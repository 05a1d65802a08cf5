//! Enrichment pipeline: entity extraction, summarization, sentiment,
//! categorization, geocoding, then deterministic scoring. Each subpass
//! prefers the LLM capability and falls back on any error; `enrich` itself
//! never fails.

pub mod fallback;
pub mod gazetteer;
pub mod llm;

use chrono::{DateTime, Utc};

use crate::geocode::Geocoder;
use crate::models::event::{Category, Enrichment, RawEvent, Sentiment};
use llm::LlmClient;

/// Confidence multiplier applied once per subpass that fell back. With all
/// four LLM subpasses degraded the ceiling drops below 0.6.
const FALLBACK_PENALTY: f64 = 0.85;

pub struct Enricher {
    llm: Option<LlmClient>,
    geocoder: Option<Geocoder>,
}

impl Enricher {
    pub fn new(llm: Option<LlmClient>, geocoder: Option<Geocoder>) -> Self {
        if llm.is_none() {
            tracing::info!("enrichment: LLM capability disabled, deterministic fallbacks only");
        }
        Self { llm, geocoder }
    }

    /// Runs the five subpasses and scoring. Subpass failures degrade to
    /// fallbacks and penalize confidence; they are never surfaced.
    pub async fn enrich(&self, raw: &RawEvent, source_trust: f64) -> Enrichment {
        let mut fallback_passes = 0u32;

        let entities = match &self.llm {
            Some(llm) => match llm.extract_entities(&raw.raw_text).await {
                Ok(bag) => bag,
                Err(e) => {
                    tracing::debug!("entity extraction fell back for {}: {e}", raw.source_url);
                    fallback_passes += 1;
                    fallback::extract_entities(&raw.raw_title, &raw.raw_text)
                }
            },
            None => {
                fallback_passes += 1;
                fallback::extract_entities(&raw.raw_title, &raw.raw_text)
            }
        };

        let summary = match &self.llm {
            Some(llm) => match llm.summarize(&raw.raw_title, &raw.raw_text).await {
                Ok(s) => s,
                Err(e) => {
                    tracing::debug!("summarization fell back for {}: {e}", raw.source_url);
                    fallback_passes += 1;
                    fallback_summary(raw)
                }
            },
            None => {
                fallback_passes += 1;
                fallback_summary(raw)
            }
        };

        let sentiment = match &self.llm {
            Some(llm) => match llm.sentiment(&raw.raw_text).await {
                Ok(s) => s,
                Err(e) => {
                    tracing::debug!("sentiment fell back for {}: {e}", raw.source_url);
                    fallback_passes += 1;
                    fallback::sentiment(&raw.raw_text)
                }
            },
            None => {
                fallback_passes += 1;
                fallback::sentiment(&raw.raw_text)
            }
        };

        let category = match &self.llm {
            Some(llm) => match llm.categorize(&raw.raw_title, &raw.raw_text).await {
                Ok(c) => c,
                Err(e) => {
                    tracing::debug!("categorization fell back for {}: {e}", raw.source_url);
                    fallback_passes += 1;
                    fallback::categorize(&raw.raw_title, &raw.raw_text)
                }
            },
            None => {
                fallback_passes += 1;
                fallback::categorize(&raw.raw_title, &raw.raw_text)
            }
        };

        // Location resolution: first extracted location, else the fetcher's
        // hint. The gazetteer resolves known names without a network call.
        let location_name = entities
            .locations
            .first()
            .cloned()
            .or_else(|| raw.location_hint.clone());
        let (admin_region, mut lat, mut lon) = match location_name
            .as_deref()
            .and_then(gazetteer::lookup_location)
        {
            Some((_, region, known_lat, known_lon)) => {
                (Some(region.to_string()), Some(known_lat), Some(known_lon))
            }
            None => (None, None, None),
        };
        if lat.is_none() {
            if let (Some(name), Some(geocoder)) = (location_name.as_deref(), &self.geocoder) {
                if let Some((g_lat, g_lon)) = geocoder.geocode(name).await {
                    lat = Some(g_lat);
                    lon = Some(g_lon);
                }
            }
        }

        let confidence_score = confidence(
            raw.raw_text.len(),
            entities.total(),
            category,
            source_trust,
            fallback_passes,
        );
        let relevance_score = relevance(category, sentiment);
        let age_hours = (Utc::now() - raw.published_at).num_minutes() as f64 / 60.0;
        let priority_score = priority(relevance_score, confidence_score, age_hours, 1);

        Enrichment {
            summary,
            category,
            sentiment,
            entities,
            location_name,
            admin_region,
            location_lat: lat,
            location_lon: lon,
            confidence_score,
            relevance_score,
            priority_score,
        }
    }
}

fn fallback_summary(raw: &RawEvent) -> String {
    let summary = fallback::summarize(&raw.raw_text);
    if summary.is_empty() {
        fallback::summarize(&raw.raw_title)
    } else {
        summary
    }
}

fn clip01(v: f64) -> f64 {
    v.clamp(0.0, 1.0)
}

/// `0.25·text_length + 0.25·entity_density + 0.30·specificity + 0.20·trust`,
/// penalized per degraded subpass, clipped to [0,1].
pub fn confidence(
    text_len: usize,
    entity_total: usize,
    category: Category,
    source_trust: f64,
    fallback_passes: u32,
) -> f64 {
    let text_length_factor = (text_len as f64 / 600.0).min(1.0);
    let entity_density_factor = (entity_total as f64 / 8.0).min(1.0);
    let category_specificity = if category == Category::Other { 0.0 } else { 1.0 };
    let base = 0.25 * text_length_factor
        + 0.25 * entity_density_factor
        + 0.30 * category_specificity
        + 0.20 * source_trust.clamp(0.0, 1.0);
    clip01(clip01(base) * FALLBACK_PENALTY.powi(fallback_passes as i32))
}

/// Base 0.4, +0.3 for safety categories, +0.1 for negative sentiment.
pub fn relevance(category: Category, sentiment: Sentiment) -> f64 {
    let mut score = 0.4;
    if category.is_safety() {
        score += 0.3;
    }
    if sentiment == Sentiment::Negative {
        score += 0.1;
    }
    clip01(score)
}

/// `0.5·relevance + 0.3·confidence + 0.1·recency + 0.1·multi_source`.
pub fn priority(relevance: f64, confidence: f64, age_hours: f64, source_count: i64) -> f64 {
    let recency_factor = (1.0 - age_hours / 72.0).max(0.0);
    let multi_source_factor = (((source_count - 1) as f64) / 3.0).min(1.0).max(0.0);
    clip01(0.5 * relevance + 0.3 * confidence + 0.1 * recency_factor + 0.1 * multi_source_factor)
}

/// Recompute a stored event's priority after fusion changed its source count.
pub fn priority_for_event(
    relevance: f64,
    confidence: f64,
    timestamp: DateTime<Utc>,
    now: DateTime<Utc>,
    source_count: i64,
) -> f64 {
    let age_hours = (now - timestamp).num_minutes() as f64 / 60.0;
    priority(relevance, confidence, age_hours, source_count)
}

#[cfg(test)]
mod tests {
    use super::*;

    #[test]
    fn confidence_in_range_and_penalized() {
        let full = confidence(600, 8, Category::Protest, 0.5, 0);
        assert!((full - 0.9).abs() < 1e-9);
        let degraded = confidence(600, 8, Category::Protest, 0.5, 4);
        assert!(degraded < 0.6);
        assert!(degraded > 0.0);
        // even perfect trust cannot reach 0.6 on full fallback
        assert!(confidence(10_000, 100, Category::Crime, 1.0, 4) < 0.6);
    }

    #[test]
    fn confidence_zeroes_specificity_for_other() {
        let specific = confidence(300, 4, Category::Health, 0.5, 0);
        let vague = confidence(300, 4, Category::Other, 0.5, 0);
        assert!((specific - vague - 0.30).abs() < 1e-9);
    }

    #[test]
    fn relevance_boosts() {
        assert!((relevance(Category::Economic, Sentiment::Neutral) - 0.4).abs() < 1e-9);
        assert!((relevance(Category::Crime, Sentiment::Neutral) - 0.7).abs() < 1e-9);
        assert!((relevance(Category::Crime, Sentiment::Negative) - 0.8).abs() < 1e-9);
        assert!(relevance(Category::Protest, Sentiment::Negative) <= 1.0);
    }

    #[test]
    fn priority_recency_decays_to_zero() {
        let fresh = priority(0.8, 0.6, 0.0, 1);
        let stale = priority(0.8, 0.6, 100.0, 1);
        assert!(fresh > stale);
        assert!((fresh - stale - 0.1).abs() < 1e-9);
    }

    #[test]
    fn priority_multi_source_saturates() {
        let single = priority(0.5, 0.5, 80.0, 1);
        let four = priority(0.5, 0.5, 80.0, 4);
        let ten = priority(0.5, 0.5, 80.0, 10);
        assert!((four - single - 0.1).abs() < 1e-9);
        assert!((ten - four).abs() < 1e-9);
    }

    #[test]
    fn scores_stay_in_unit_interval() {
        for trust in [0.0, 0.5, 1.0, 2.0] {
            for len in [0usize, 100, 600, 100_000] {
                for passes in [0u32, 1, 4] {
                    let c = confidence(len, 50, Category::Crime, trust, passes);
                    assert!((0.0..=1.0).contains(&c));
                }
            }
        }
        for age in [0.0, 10.0, 72.0, 1000.0] {
            let p = priority(1.0, 1.0, age, 100);
            assert!((0.0..=1.0).contains(&p));
        }
    }
}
=-=-=-=-=
Task details: Locate the word "fresh" in the data above. Copy every line carrying it.

Response box:
        let fresh = priority(0.8, 0.6, 0.0, 1);
        assert!(fresh > stale);
        assert!((fresh - stale - 0.1).abs() < 1e-9);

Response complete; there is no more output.